Joseph Kavinsky goes missing on a Sunday morning.

Notes:

What am I doing.

My tumblr is Pokespec and my TRC sideblog is Prokopinskys. Come scream at me about my bad decisions.

Chapter Text

Joseph Kavinsky goes missing on a Sunday morning.

It’s not a loud affair, as most things surrounding Kavinsky are. Henrietta is hushed by the early-autumn fog that falls over the cold morning, and there is not even the slightest shift in the air when Kavinsky is removed from the town. Though this is understandable; most of Henrietta could not care less about Joseph Kavinsky’s existence or lack thereof.

To be fair, not even his closest friends realize that he’s missing until it’s been a week since they’ve heard from him and it’s become apparent that his white Mitsubishi Evo is not, in fact, just going to roll up into his driveway and produce a totally fine, if somewhat hungover, young degenerate.

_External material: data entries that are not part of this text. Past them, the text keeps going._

impl SharedRemoteCache {
    /// Wrap an existing backend
    pub fn new(store: Arc<dyn RemoteStore>, key_prefix: impl Into<String>, cooldown: Duration) -> Self {
        Self::build(Some(store), key_prefix.into(), cooldown)
    }

    /// A tier with no backend; every call is a no-op
    pub fn disabled() -> Self {
        Self::build(None, String::new(), Duration::ZERO)
    }

    fn build(store: Option<Arc<dyn RemoteStore>>, key_prefix: String, cooldown: Duration) -> Self {
        let envelope = Envelope::new(CompressionAlgorithm::Lz4);
        Self {
            available: AtomicBool::new(store.is_some()),
            store,
            envelope,
            key_prefix,
            cooldown,
            op_timeout: DEFAULT_OP_TIMEOUT,
            ping_timeout: DEFAULT_OP_TIMEOUT,
            down_since: Mutex::new(None),
            hits: AtomicU64::new(0),
            misses: AtomicU64::new(0),
            errors: AtomicU64::new(0),
            writes: AtomicU64::new(0),
        }
    }

    /// Bound every backend call by `timeout`
    pub fn with_op_timeout(mut self, timeout: Duration) -> Self {
        self.op_timeout = timeout;
        self.ping_timeout = self.ping_timeout.max(timeout);
        self
    }

    /// Connect to Redis; an unreachable server yields an unavailable tier
    pub async fn connect(config: &RemoteConfig) -> Self {
        let cooldown = Duration::from_secs(config.retry_cooldown_secs);
        let op_timeout = Duration::from_millis(config.op_timeout_ms);
        let store = match RedisStore::new(
            &config.url,
            Duration::from_millis(config.connect_timeout_ms),
        ) {
            Ok(store) => store.with_response_timeout(op_timeout),
            Err(e) => {
                warn!(url = %config.url, error = %e, "Invalid remote cache URL, L2 disabled");
                return Self::disabled();
            }
        };

        let mut cache = Self::new(Arc::new(store), config.key_prefix.clone(), cooldown)
            .with_op_timeout(op_timeout);
        cache.ping_timeout = Duration::from_millis(config.connect_timeout_ms) + op_timeout;
        if let Some(store) = &cache.store {
            match cache.bounded("connect", cache.ping_timeout, store.ping()).await {
                Ok(()) => info!(url = %config.url, "Connected to remote cache"),
                Err(e) => cache.mark_unavailable("connect", &e),
            }
        }
        cache
    }

    /// Whether a backend is configured at all
    pub fn is_enabled(&self) -> bool {
        self.store.is_some()
    }

    /// Current availability flag (no ping)
    pub fn is_available(&self) -> bool {
        self.store.is_some() && self.available.load(Ordering::Acquire)
    }

    /// Backend key: `{prefix}{urlencoded namespace}:{hash}`
    pub fn remote_key(&self, key: &CacheKey) -> String {
        format!("{}{}", self.namespace_prefix(key.namespace()), key.hash())
    }

    fn namespace_prefix(&self, namespace: &str) -> String {
        format!("{}{}:", self.key_prefix, urlencoding::encode(namespace))
    }

    fn mark_unavailable(&self, op: &str, err: &Error) {
        self.errors.fetch_add(1, Ordering::Relaxed);
        *self.down_since.lock() = Some(Instant::now());
        if self.available.swap(false, Ordering::AcqRel) {
            warn!(op, error = %err, cooldown = ?self.cooldown, "Remote cache unavailable");
        } else {
            debug!(op, error = %err, "Remote cache still unavailable");
        }
    }

    /// Run one backend call under `deadline`; elapsing is an outage
    async fn bounded<T>(
        &self,
        op: &'static str,
        deadline: Duration,
        call: impl Future<Output = Result<T>>,
    ) -> Result<T> {
        match tokio::time::timeout(deadline, call).await {
            Ok(result) => result,
            Err(_) => Err(Error::unavailable(
                "L2",
                format!("{op} timed out after {deadline:?}"),
            )),
        }
    }

    /// Returns the backend if the tier may be used, pinging again after the cooldown
    async fn usable_store(&self) -> Option<&Arc<dyn RemoteStore>> {
        let store = self.store.as_ref()?;
        if self.available.load(Ordering::Acquire) {
            return Some(store);
        }

        {
            let mut down = self.down_since.lock();
            if matches!(*down, Some(since) if since.elapsed() < self.cooldown) {
                return None;
            }
            // One ping per window
            *down = Some(Instant::now());
        }

        match self.bounded("ping", self.ping_timeout, store.ping()).await {
            Ok(()) => {
                *self.down_since.lock() = None;
                self.available.store(true, Ordering::Release);
                info!(backend = store.name(), "Remote cache available again");
                Some(store)
            }
            Err(e) => {
                debug!(error = %e, "Remote cache ping failed");
                None
            }
        }
    }

    /// Look up a table
    pub async fn get(&self, key: &CacheKey) -> Lookup<Table> {
        let Some(store) = self.usable_store().await else {
            return Lookup::Unavailable;
        };

        let remote_key = self.remote_key(key);
        let raw = match self.bounded("get", self.op_timeout, store.get(&remote_key)).await {
            Ok(Some(raw)) => raw,
            Ok(None) => {
                self.misses.fetch_add(1, Ordering::Relaxed);
                return Lookup::Miss;
            }
            Err(e) => {
                self.mark_unavailable("get", &e);
                return Lookup::Failed(e.to_string());
            }
        };

        match self.decode(&raw) {
            Ok(table) => {
                self.hits.fetch_add(1, Ordering::Relaxed);
                Lookup::Hit(table)
            }
            Err(e) => {
                // Corrupt payload: count it and treat as a miss
                self.errors.fetch_add(1, Ordering::Relaxed);
                warn!(key = %key, error = %e, "Discarding undecodable remote payload");
                Lookup::Failed(e.to_string())
            }
        }
    }

    /// Store a table; never raises
    pub async fn set(&self, key: &CacheKey, table: &Table, ttl: Duration) -> StoreOutcome {
        let Some(store) = self.usable_store().await else {
            return StoreOutcome::Skipped;
        };

        let payload = match self.encode(table) {
            Ok(p) => p,
            Err(e) => {
                self.errors.fetch_add(1, Ordering::Relaxed);
                warn!(key = %key, error = %e, "Could not encode payload for remote cache");
                return StoreOutcome::Failed(e.to_string());
            }
        };

        let remote_key = self.remote_key(key);
        match self
            .bounded("set", self.op_timeout, store.set(&remote_key, payload, ttl))
            .await
        {
            Ok(()) => {
                self.writes.fetch_add(1, Ordering::Relaxed);
                StoreOutcome::Stored
            }
            Err(e) => {
                self.mark_unavailable("set", &e);
                StoreOutcome::Failed(e.to_string())
            }
        }
    }

    /// Delete one key
    pub async fn delete(&self, key: &CacheKey) -> bool {
        let Some(store) = self.usable_store().await else {
            return false;
        };
        let remote_key = self.remote_key(key);
        match self.bounded("delete", self.op_timeout, store.delete(&remote_key)).await {
            Ok(existed) => existed,
            Err(e) => {
                self.mark_unavailable("delete", &e);
                false
            }
        }
    }

    /// Delete every key of a namespace
    pub async fn delete_namespace(&self, namespace: &str) -> u64 {
        let Some(store) = self.usable_store().await else {
            return 0;
        };
        let prefix = self.namespace_prefix(namespace);
        match self
            .bounded("delete_namespace", self.op_timeout, store.delete_prefix(&prefix))
            .await
        {
            Ok(n) => n,
            Err(e) => {
                self.mark_unavailable("delete_namespace", &e);
                0
            }
        }
    }

    fn encode(&self, table: &Table) -> Result<Vec<u8>> {
        let stream = codec::encode_stream(table)?;
        Ok(self.envelope.seal(&stream).to_vec())
    }

    fn decode(&self, raw: &[u8]) -> Result<Table> {
        let stream = self.envelope.open(raw)?;
        codec::decode_stream(&stream)
    }

    pub fn stats(&self) -> L2Stats {
        L2Stats {
            enabled: self.is_enabled(),
            available: self.is_available(),
            backend: self.store.as_ref().map(|s| s.name()).unwrap_or("none"),
            hits: self.hits.load(Ordering::Relaxed),
            misses: self.misses.load(Ordering::Relaxed),
            errors: self.errors.load(Ordering::Relaxed),
            writes: self.writes.load(Ordering::Relaxed),
        }
    }
}

/// L2 cache statistics
#[derive(Debug, Clone, Default, serde::Serialize)]
pub struct L2Stats {
    pub enabled: bool,
    pub available: bool,
    pub backend: &'static str,
    pub hits: u64,
    pub misses: u64,
    pub errors: u64,
    pub writes: u64,
}
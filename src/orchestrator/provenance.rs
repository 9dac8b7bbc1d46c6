//! Fetch Provenance
//!
//! Per-call trace of the decisions made to produce a result: the effective
//! request, which tier answered, what was pushed down or filtered locally.

use std::fmt;
use std::time::{Duration, Instant};

use serde::Serialize;
use tracing::debug;

use crate::cache::Params;

/// Where a result came from
#[derive(Debug, Clone, Copy, PartialEq, Eq, Hash, Serialize)]
#[serde(rename_all = "snake_case")]
pub enum CacheTier {
    /// In-process volatile cache
    L1,
    /// Shared remote cache
    L2,
    /// Durable columnar cache
    L3,
    /// The origin fetch callback
    Origin,
}

impl CacheTier {
    pub fn is_cache(&self) -> bool {
        !matches!(self, CacheTier::Origin)
    }
}

impl fmt::Display for CacheTier {
    fn fmt(&self, f: &mut fmt::Formatter<'_>) -> fmt::Result {
        match self {
            CacheTier::L1 => write!(f, "L1 (memory)"),
            CacheTier::L2 => write!(f, "L2 (remote)"),
            CacheTier::L3 => write!(f, "L3 (disk)"),
            CacheTier::Origin => write!(f, "origin"),
        }
    }
}

/// States a fetch passes through
#[derive(Debug, Clone, Copy, PartialEq, Eq, Serialize)]
#[serde(rename_all = "SCREAMING_SNAKE_CASE")]
pub enum FetchState {
    Bypass,
    Lookup,
    Tier1Hit,
    Tier2Hit,
    Tier3Hit,
    Miss,
    Populate,
}

impl fmt::Display for FetchState {
    fn fmt(&self, f: &mut fmt::Formatter<'_>) -> fmt::Result {
        let name = match self {
            FetchState::Bypass => "BYPASS",
            FetchState::Lookup => "LOOKUP",
            FetchState::Tier1Hit => "TIER1_HIT",
            FetchState::Tier2Hit => "TIER2_HIT",
            FetchState::Tier3Hit => "TIER3_HIT",
            FetchState::Miss => "MISS",
            FetchState::Populate => "POPULATE",
        };
        f.write_str(name)
    }
}

/// Immutable trace returned with every fetch
#[derive(Debug, Clone, PartialEq, Serialize)]
pub struct ProvenanceRecord {
    pub namespace: String,
    /// Caller params merged with pushed-down filters
    pub effective_params: Params,
    /// Ordered decision log
    pub operations_log: Vec<String>,
    pub elapsed_ms: u64,
    pub warnings: Vec<String>,
    pub served_from: CacheTier,
    pub states: Vec<FetchState>,
    /// Filters translated into origin parameters
    pub pushed_filters: Vec<String>,
    /// Filters evaluated on the fetched table
    pub local_filters: Vec<String>,
    /// TTL used for volatile tiers, if the result was cached
    pub ttl_secs: Option<u64>,
}

impl ProvenanceRecord {
    pub fn from_cache(&self) -> bool {
        self.served_from.is_cache()
    }

    pub fn elapsed(&self) -> Duration {
        Duration::from_millis(self.elapsed_ms)
    }

    /// Whether the fetch passed through `state`
    pub fn visited(&self, state: FetchState) -> bool {
        self.states.contains(&state)
    }
}

/// Accumulates a [`ProvenanceRecord`] while a fetch runs
#[derive(Debug)]
pub struct ProvenanceBuilder {
    namespace: String,
    effective_params: Params,
    operations_log: Vec<String>,
    warnings: Vec<String>,
    states: Vec<FetchState>,
    pushed_filters: Vec<String>,
    local_filters: Vec<String>,
    ttl_secs: Option<u64>,
    started: Instant,
}

impl ProvenanceBuilder {
    pub fn new(namespace: impl Into<String>) -> Self {
        Self {
            namespace: namespace.into(),
            effective_params: Params::new(),
            operations_log: Vec::new(),
            warnings: Vec::new(),
            states: Vec::new(),
            pushed_filters: Vec::new(),
            local_filters: Vec::new(),
            ttl_secs: None,
            started: Instant::now(),
        }
    }

    pub fn params(&mut self, params: Params) -> &mut Self {
        self.effective_params = params;
        self
    }

    /// Append a log line
    pub fn log(&mut self, message: impl Into<String>) -> &mut Self {
        let message = message.into();
        debug!(namespace = %self.namespace, "{message}");
        self.operations_log.push(message);
        self
    }

    /// Enter a state; the transition is logged too
    pub fn state(&mut self, state: FetchState) -> &mut Self {
        self.states.push(state);
        self.log(format!("state: {state}"))
    }

    pub fn warn(&mut self, warning: impl Into<String>) -> &mut Self {
        self.warnings.push(warning.into());
        self
    }

    pub fn warnings(&mut self, warnings: impl IntoIterator<Item = String>) -> &mut Self {
        self.warnings.extend(warnings);
        self
    }

    pub fn pushed(&mut self, pushed: impl IntoIterator<Item = String>) -> &mut Self {
        self.pushed_filters.extend(pushed);
        self
    }

    pub fn local(&mut self, local: impl IntoIterator<Item = String>) -> &mut Self {
        self.local_filters.extend(local);
        self
    }

    pub fn ttl(&mut self, ttl: Duration) -> &mut Self {
        self.ttl_secs = Some(ttl.as_secs());
        self
    }

    pub fn finish(self, served_from: CacheTier) -> ProvenanceRecord {
        ProvenanceRecord {
            namespace: self.namespace,
            effective_params: self.effective_params,
            operations_log: self.operations_log,
            elapsed_ms: self.started.elapsed().as_millis() as u64,
            warnings: self.warnings,
            served_from,
            states: self.states,
            pushed_filters: self.pushed_filters,
            local_filters: self.local_filters,
            ttl_secs: self.ttl_secs,
        }
    }
}

// =============================================================================
// Tests
// =============================================================================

But Henrietta is different without Kavinsky. There’s a balance that exists, a divide that falls somewhere between Joseph Kavinsky and Ronan Lynch. Without Kavinsky, there’s no one to hype Lynch up - only Richard Gansey to subdue him. Without Kavinsky, there’s no one to keep his boys in check. Without Kavinsky, there’s no one to stir up the air.

Somehow, it seems fitting that Joseph Kavinsky goes missing on a Sunday - a holy day. Kavinsky, in his own way, is a messiah, collecting the sons of ruined families and turning them back unto the world as something new. If he’s going to disrupt the balance of Henrietta, it might as well be on a day that is spiritually sound.

Henrietta does not shift, but Viktor Prokopenko does.

 

“Where’s K?”

This is the start.

The words are whispered by Swan, leaning forward to Prokopenko thirty-seconds into first-hour Economics on Monday.

Proko lifts a shoulder and then slowly drops it; a shrug. “Prob’ly still sleeping off Saturday,” he mutters, tilting his chin back in Swan’s direction.

He tries to be nonchalant, but the slightest bit of worry nags at him. K hadn’t been doing well the last time Proko saw him: high off of dream drugs and real drugs, drugs that shouldn’t have been mixed with each other and drugs that were more placebo than anything else. When he’d kicked everyone out of his trashed house late Saturday night (early Sunday morning, probably), it’d been the direct aftermath of what could only be called a breakdown.

K just got that way sometimes, though. A PTSD-style panic attack that was triggered by memories of his father or memories of nightmares or memories of who-knows-what-the-fuck. And so when he cleared out the party, Proko and the boys included, Proko hadn’t taken it personally.

He sits back in his chair; it creaks in response, the sound falling in unison with his back cracking.

Taking roll call, the teacher says, “Kavinsky?”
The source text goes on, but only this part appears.